The dispersion of defective endogenous murine retroviral elements suggests retrotransposition-mediated amplification.

The dispersion of four replication-defective endogenous proviruses, originally detected in 129 strain mice and shown to have extensive deletions of gag, pol, and env gene regions, was investigated in 13 inbred strains and substrains of mice. Using probes to sequences flanking the integration sites in 129 mice, unique genomic Eco RI fragments were assigned to each of the four endogenous proviral elements. Analyses revealed that certain of these proviral elements are present both in strains closely related to strain 129 (i.e., strains 101 and LP/J) and in more distantly related strains (i.e., strains BALB/cJ, A/J, and C3H/HeJ).
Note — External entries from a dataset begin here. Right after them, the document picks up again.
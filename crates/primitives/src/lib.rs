//! Block and transaction types with their consensus serialization.

pub mod block;
pub mod encoding;
pub mod hash;
pub mod merkle;
pub mod outpoint;
pub mod script;
pub mod transaction;

pub use block::{Block, BlockHeader};
pub use encoding::{decode, encode, Decodable, DecodeError, Decoder, Encodable, Encoder};
pub use hash::{hash160, sha256, sha256d};
pub use merkle::{merkle_root, MerkleRoot};
pub use outpoint::OutPoint;
pub use transaction::{Transaction, TxIn, TxOut};
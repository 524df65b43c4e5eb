use ripemd::{Digest, Ripemd160};
use sha2::Sha256;
use stakd_consensus::Hash256;

pub fn sha256(data: &[u8]) -> Hash256 {
    Sha256::digest(data).into()
}

pub fn sha256d(data: &[u8]) -> Hash256 {
    Sha256::digest(Sha256::digest(data)).into()
}

/// RIPEMD160(SHA256(data)), the pay-to-pubkey-hash key digest.
pub fn hash160(data: &[u8]) -> [u8; 20] {
    Ripemd160::digest(Sha256::digest(data)).into()
}

/// Concatenates two hashes and double-SHA256s them.
pub fn hash_pair(left: &Hash256, right: &Hash256) -> Hash256 {
    let mut buf = [0u8; 64];
    buf[..32].copy_from_slice(left);
    buf[32..].copy_from_slice(right);
    sha256d(&buf)
}

#[cfg(test)]
mod tests {
    use super::*;

    #[test]
    fn sha256d_of_empty_input() {
        let hash = sha256d(b"");
        assert_eq!(hash[0], 0x5d);
        assert_eq!(hash[31], 0x56);
    }
}
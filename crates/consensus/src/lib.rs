//! Consensus constants, parameters, deployments and reward schedule.

pub mod constants;
pub mod deployments;
pub mod money;
pub mod params;
pub mod rewards;

pub type Hash256 = [u8; 32];

pub use deployments::{flags_for_height, ConsensusFlags};
pub use params::{consensus_params, ConsensusParams, Network};
pub use rewards::{proof_of_stake_reward, proof_of_work_reward};
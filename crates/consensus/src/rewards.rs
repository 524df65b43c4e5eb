//! Block reward schedule.

use crate::money::Amount;
use crate::params::ConsensusParams;

pub fn proof_of_work_reward(height: i32, params: &ConsensusParams) -> Amount {
    if height == params.premine_height {
        return params.premine_reward;
    }
    params.proof_of_work_reward
}

pub fn proof_of_stake_reward(height: i32, params: &ConsensusParams) -> Amount {
    if height == params.premine_height {
        return params.premine_reward;
    }
    params.proof_of_stake_reward
}

#[cfg(test)]
mod tests {
    use super::*;
    use crate::money::COIN;
    use crate::params::{consensus_params, Network};

    #[test]
    fn premine_height_pays_premine() {
        let params = consensus_params(Network::Mainnet);
        assert_eq!(
            proof_of_work_reward(params.premine_height, &params),
            params.premine_reward
        );
        assert_eq!(
            proof_of_stake_reward(params.premine_height, &params),
            params.premine_reward
        );
        assert_eq!(proof_of_work_reward(params.premine_height + 1, &params), 4 * COIN);
        assert_eq!(proof_of_stake_reward(params.premine_height + 1, &params), COIN);
    }
}
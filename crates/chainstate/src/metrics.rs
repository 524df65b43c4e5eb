//! Consensus loop performance counters.

use std::sync::atomic::{AtomicU64, Ordering};
use std::time::Duration;

#[derive(Debug, Default)]
pub struct ConsensusPerformanceCounter {
    processed_blocks: AtomicU64,
    rejected_blocks: AtomicU64,
    processed_transactions: AtomicU64,
    processed_inputs: AtomicU64,
    header_us: AtomicU64,
    body_us: AtomicU64,
    fetch_us: AtomicU64,
    execution_us: AtomicU64,
    persist_us: AtomicU64,
    total_us: AtomicU64,
}

/// Timings of one accepted block, in microseconds.
#[derive(Clone, Debug, Default)]
pub struct BlockTimings {
    pub header_us: u64,
    pub body_us: u64,
    pub fetch_us: u64,
    pub execution_us: u64,
    pub persist_us: u64,
}

#[derive(Clone, Debug, Default, PartialEq, Eq)]
pub struct ConsensusPerformanceSnapshot {
    pub processed_blocks: u64,
    pub rejected_blocks: u64,
    pub processed_transactions: u64,
    pub processed_inputs: u64,
    pub header_us: u64,
    pub body_us: u64,
    pub fetch_us: u64,
    pub execution_us: u64,
    pub persist_us: u64,
    pub total_us: u64,
}

pub fn micros(elapsed: Duration) -> u64 {
    elapsed.as_micros() as u64
}

impl ConsensusPerformanceCounter {
    pub fn record_block(&self, transactions: u64, inputs: u64, timings: &BlockTimings) {
        self.processed_blocks.fetch_add(1, Ordering::Relaxed);
        self.processed_transactions
            .fetch_add(transactions, Ordering::Relaxed);
        self.processed_inputs.fetch_add(inputs, Ordering::Relaxed);
        self.header_us.fetch_add(timings.header_us, Ordering::Relaxed);
        self.body_us.fetch_add(timings.body_us, Ordering::Relaxed);
        self.fetch_us.fetch_add(timings.fetch_us, Ordering::Relaxed);
        self.execution_us
            .fetch_add(timings.execution_us, Ordering::Relaxed);
        self.persist_us
            .fetch_add(timings.persist_us, Ordering::Relaxed);
    }

    pub fn record_rejected(&self) {
        self.rejected_blocks.fetch_add(1, Ordering::Relaxed);
    }

    pub fn record_total(&self, elapsed: Duration) {
        self.total_us.fetch_add(micros(elapsed), Ordering::Relaxed);
    }

    pub fn snapshot(&self) -> ConsensusPerformanceSnapshot {
        ConsensusPerformanceSnapshot {
            processed_blocks: self.processed_blocks.load(Ordering::Relaxed),
            rejected_blocks: self.rejected_blocks.load(Ordering::Relaxed),
            processed_transactions: self.processed_transactions.load(Ordering::Relaxed),
            processed_inputs: self.processed_inputs.load(Ordering::Relaxed),
            header_us: self.header_us.load(Ordering::Relaxed),
            body_us: self.body_us.load(Ordering::Relaxed),
            fetch_us: self.fetch_us.load(Ordering::Relaxed),
            execution_us: self.execution_us.load(Ordering::Relaxed),
            persist_us: self.persist_us.load(Ordering::Relaxed),
            total_us: self.total_us.load(Ordering::Relaxed),
        }
    }
}

impl ConsensusPerformanceSnapshot {
    /// Counter growth since `earlier`.
    pub fn since(&self, earlier: &Self) -> Self {
        Self {
            processed_blocks: self.processed_blocks.saturating_sub(earlier.processed_blocks),
            rejected_blocks: self.rejected_blocks.saturating_sub(earlier.rejected_blocks),
            processed_transactions: self
                .processed_transactions
                .saturating_sub(earlier.processed_transactions),
            processed_inputs: self.processed_inputs.saturating_sub(earlier.processed_inputs),
            header_us: self.header_us.saturating_sub(earlier.header_us),
            body_us: self.body_us.saturating_sub(earlier.body_us),
            fetch_us: self.fetch_us.saturating_sub(earlier.fetch_us),
            execution_us: self.execution_us.saturating_sub(earlier.execution_us),
            persist_us: self.persist_us.saturating_sub(earlier.persist_us),
            total_us: self.total_us.saturating_sub(earlier.total_us),
        }
    }

    pub fn average_block_ms(&self) -> f64 {
        if self.processed_blocks == 0 {
            return 0.0;
        }
        self.total_us as f64 / self.processed_blocks as f64 / 1_000.0
    }
}
//! Difficulty and compact target utilities.

use stakd_consensus::{ConsensusParams, Hash256};
use primitive_types::{U256, U512};

#[derive(Debug, Clone, Copy, PartialEq, Eq)]
pub enum CompactError {
    Negative,
    Overflow,
}

impl std::fmt::Display for CompactError {
    fn fmt(&self, f: &mut std::fmt::Formatter<'_>) -> std::fmt::Result {
        match self {
            CompactError::Negative => write!(f, "compact target has negative sign bit"),
            CompactError::Overflow => write!(f, "compact target overflows 256-bit range"),
        }
    }
}

impl std::error::Error for CompactError {}

#[derive(Debug, Clone, Copy, PartialEq, Eq)]
pub enum DifficultyError {
    MissingHistory { height: i64 },
    Compact(CompactError),
}

impl std::fmt::Display for DifficultyError {
    fn fmt(&self, f: &mut std::fmt::Formatter<'_>) -> std::fmt::Result {
        match self {
            DifficultyError::MissingHistory { height } => {
                write!(f, "retarget needs header at height {height}")
            }
            DifficultyError::Compact(err) => write!(f, "{err}"),
        }
    }
}

impl std::error::Error for DifficultyError {}

impl From<CompactError> for DifficultyError {
    fn from(err: CompactError) -> Self {
        DifficultyError::Compact(err)
    }
}

#[derive(Clone, Copy, Debug, PartialEq, Eq)]
pub struct HeaderInfo {
    pub height: i64,
    pub time: i64,
    pub bits: u32,
}

/// Which limit and spacing a retarget works against.
#[derive(Clone, Copy, Debug, PartialEq, Eq)]
pub enum TargetKind {
    Work,
    Stake,
}

impl TargetKind {
    pub fn limit(self, params: &ConsensusParams) -> U256 {
        match self {
            TargetKind::Work => U256::from_little_endian(&params.pow_limit),
            TargetKind::Stake => U256::from_little_endian(&params.pos_limit),
        }
    }
}

pub fn compact_to_u256(bits: u32) -> Result<U256, CompactError> {
    let size = bits >> 24;
    let mantissa = bits & 0x007f_ffff;
    if bits & 0x0080_0000 != 0 && mantissa != 0 {
        return Err(CompactError::Negative);
    }
    if size <= 3 {
        return Ok(U256::from(mantissa >> (8 * (3 - size))));
    }
    if mantissa != 0
        && (size > 34 || (mantissa > 0xff && size > 33) || (mantissa > 0xffff && size > 32))
    {
        return Err(CompactError::Overflow);
    }
    Ok(U256::from(mantissa) << (8 * (size - 3)))
}

pub fn u256_to_compact(value: U256) -> u32 {
    if value.is_zero() {
        return 0;
    }
    let mut size = value.bits().div_ceil(8) as u32;
    let mut mantissa = if size <= 3 {
        value.low_u32() << (8 * (3 - size))
    } else {
        (value >> (8 * (size - 3))).low_u32()
    };
    // Keep the sign bit clear by moving one byte into the exponent.
    if mantissa & 0x0080_0000 != 0 {
        mantissa >>= 8;
        size += 1;
    }
    (size << 24) | (mantissa & 0x007f_ffff)
}

pub fn compact_to_target(bits: u32) -> Result<Hash256, CompactError> {
    Ok(compact_to_u256(bits)?.to_little_endian())
}

pub fn target_to_compact(target: &Hash256) -> u32 {
    u256_to_compact(U256::from_little_endian(target))
}

pub fn hash_meets_target(hash: &Hash256, target: &Hash256) -> bool {
    U256::from_little_endian(hash) <= U256::from_little_endian(target)
}

/// Expected number of hashes to meet `bits`; the unit of accumulated chain work.
pub fn block_proof(bits: u32) -> Result<U256, CompactError> {
    let target = compact_to_u256(bits)?;
    if target.is_zero() {
        return Ok(U256::zero());
    }
    let one = U256::one();
    Ok((!target / (target + one)) + one)
}

/// `value * mul / div`, saturating at `cap`.
fn scale(value: U256, mul: u64, div: u64, cap: U256) -> U256 {
    if div == 0 {
        return cap;
    }
    let product = value.full_mul(U256::from(mul)) / U512::from(div);
    U256::try_from(product).map_or(cap, |scaled| scaled.min(cap))
}

/// Interval-based proof-of-work retarget over contiguous headers ending at the
/// current tip.
pub fn next_work_required(
    chain: &[HeaderInfo],
    next_block_time: Option<i64>,
    params: &ConsensusParams,
) -> Result<u32, DifficultyError> {
    let limit = TargetKind::Work.limit(params);
    let limit_bits = u256_to_compact(limit);
    let Some(last) = chain.last() else {
        return Ok(limit_bits);
    };
    if params.pow_no_retargeting {
        return Ok(last.bits);
    }

    let interval = params.difficulty_adjustment_interval();
    if (last.height + 1) % interval != 0 {
        if params.pow_allow_min_difficulty_blocks {
            if let Some(next_time) = next_block_time {
                if next_time > last.time + params.pow_target_spacing * 2 {
                    return Ok(limit_bits);
                }
            }
            // Skip the minimum-difficulty blocks back to the last real target.
            let real = chain
                .iter()
                .rev()
                .find(|header| header.height % interval == 0 || header.bits != limit_bits);
            return Ok(real.map_or(limit_bits, |header| header.bits));
        }
        return Ok(last.bits);
    }

    let first_height = last.height - (interval - 1);
    let first = header_at(chain, first_height)?;
    let timespan = params.pow_target_timespan;
    let actual = (last.time - first.time).clamp(timespan / 4, timespan * 4);
    let next = scale(compact_to_u256(last.bits)?, actual as u64, timespan as u64, limit);
    Ok(u256_to_compact(next))
}

/// Per-block retarget toward the target spacing, from the two most recent blocks of the
/// same kind (newest first).
pub fn next_target_required(
    last: Option<HeaderInfo>,
    previous: Option<HeaderInfo>,
    kind: TargetKind,
    params: &ConsensusParams,
) -> Result<u32, DifficultyError> {
    let limit = kind.limit(params);
    let (Some(last), Some(previous)) = (last, previous) else {
        return Ok(u256_to_compact(limit));
    };
    if params.pos_no_retargeting {
        return Ok(last.bits);
    }

    let spacing = params.pos_target_spacing;
    let mut actual = last.time - previous.time;
    if actual < 0 {
        actual = spacing;
    }
    let interval = params.pos_target_timespan / spacing;
    let numerator = (interval - 1) * spacing + 2 * actual;
    let denominator = (interval + 1) * spacing;
    let next = scale(
        compact_to_u256(last.bits)?,
        numerator as u64,
        denominator as u64,
        limit,
    );
    if next.is_zero() {
        return Ok(u256_to_compact(limit));
    }
    Ok(u256_to_compact(next))
}

fn header_at(chain: &[HeaderInfo], height: i64) -> Result<&HeaderInfo, DifficultyError> {
    let base = chain.first().map_or(0, |header| header.height);
    usize::try_from(height - base)
        .ok()
        .and_then(|idx| chain.get(idx))
        .filter(|header| header.height == height)
        .ok_or(DifficultyError::MissingHistory { height })
}

#[cfg(test)]
mod tests {
    use super::*;
    use stakd_consensus::{consensus_params, Network};

    fn headers(count: i64, spacing: i64, bits: u32) -> Vec<HeaderInfo> {
        (0..count)
            .map(|height| HeaderInfo {
                height,
                time: 1_000_000 + height * spacing,
                bits,
            })
            .collect()
    }

    #[test]
    fn on_schedule_retarget_keeps_bits() {
        let params = consensus_params(Network::Mainnet);
        let interval = params.difficulty_adjustment_interval();
        let chain = headers(interval, params.pow_target_spacing, 0x1c0fffff);
        let bits = next_work_required(&chain, None, &params).expect("retarget");
        let before = compact_to_u256(0x1c0fffff).expect("target");
        let after = compact_to_u256(bits).expect("target");
        // One spacing short of a full timespan, so the target tightens slightly.
        assert!(after <= before);
        assert!(after > before - before / 100);
    }

    #[test]
    fn slow_blocks_are_clamped_to_four_times() {
        let params = consensus_params(Network::Mainnet);
        let interval = params.difficulty_adjustment_interval();
        let chain = headers(interval, params.pow_target_spacing * 100, 0x1b0fffff);
        let bits = next_work_required(&chain, None, &params).expect("retarget");
        let before = compact_to_u256(0x1b0fffff).expect("target");
        let after = compact_to_u256(bits).expect("target");
        assert!(after <= before * 4);
        assert!(after > before * 3);
    }

    #[test]
    fn mid_interval_keeps_last_bits() {
        let params = consensus_params(Network::Mainnet);
        let chain = headers(10, params.pow_target_spacing, 0x1c00ffff);
        assert_eq!(next_work_required(&chain, None, &params), Ok(0x1c00ffff));
    }

    #[test]
    fn retarget_without_window_start_fails() {
        let params = consensus_params(Network::Mainnet);
        let interval = params.difficulty_adjustment_interval();
        let chain: Vec<_> = headers(interval, 600, 0x1c00ffff)
            .into_iter()
            .skip(5)
            .collect();
        assert_eq!(
            next_work_required(&chain, None, &params),
            Err(DifficultyError::MissingHistory { height: 0 })
        );
    }

    #[test]
    fn stake_target_eases_when_blocks_are_slow() {
        let params = consensus_params(Network::Mainnet);
        let bits = 0x1a0fffff;
        let last = HeaderInfo {
            height: 10,
            time: 10_000,
            bits,
        };
        let fast = HeaderInfo {
            height: 9,
            time: 10_000 - params.pos_target_spacing / 2,
            bits,
        };
        let slow = HeaderInfo {
            height: 9,
            time: 10_000 - params.pos_target_spacing * 4,
            bits,
        };
        let base = compact_to_u256(bits).expect("target");
        let tighter = next_target_required(Some(last), Some(fast), TargetKind::Stake, &params)
            .expect("fast");
        let looser = next_target_required(Some(last), Some(slow), TargetKind::Stake, &params)
            .expect("slow");
        assert!(compact_to_u256(tighter).expect("tighter") < base);
        assert!(compact_to_u256(looser).expect("looser") > base);
        assert_eq!(
            next_target_required(None, None, TargetKind::Stake, &params),
            Ok(target_to_compact(&params.pos_limit))
        );
    }
}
In mouse strains lacking proviral integration at a particular locus, the size of the corresponding Eco RI genomic fragment and absence of a characteristic Kpn I site indicated the lack of a residual solitary long terminal repeat. Hybridization of oligonucleotide probes that distinguish the specific deletions present within these elements identified additional analogous proviral integrations at many different sites in all strains investigated. These data indicate that the diversification of these proviral elements found in inbred strains is generated by integration of new copies, rather than excision through homologous recombination. Moreover, the results are consistent with other endogenous retroviruses providing the trans-acting proteins necessary to package the defective viral RNA.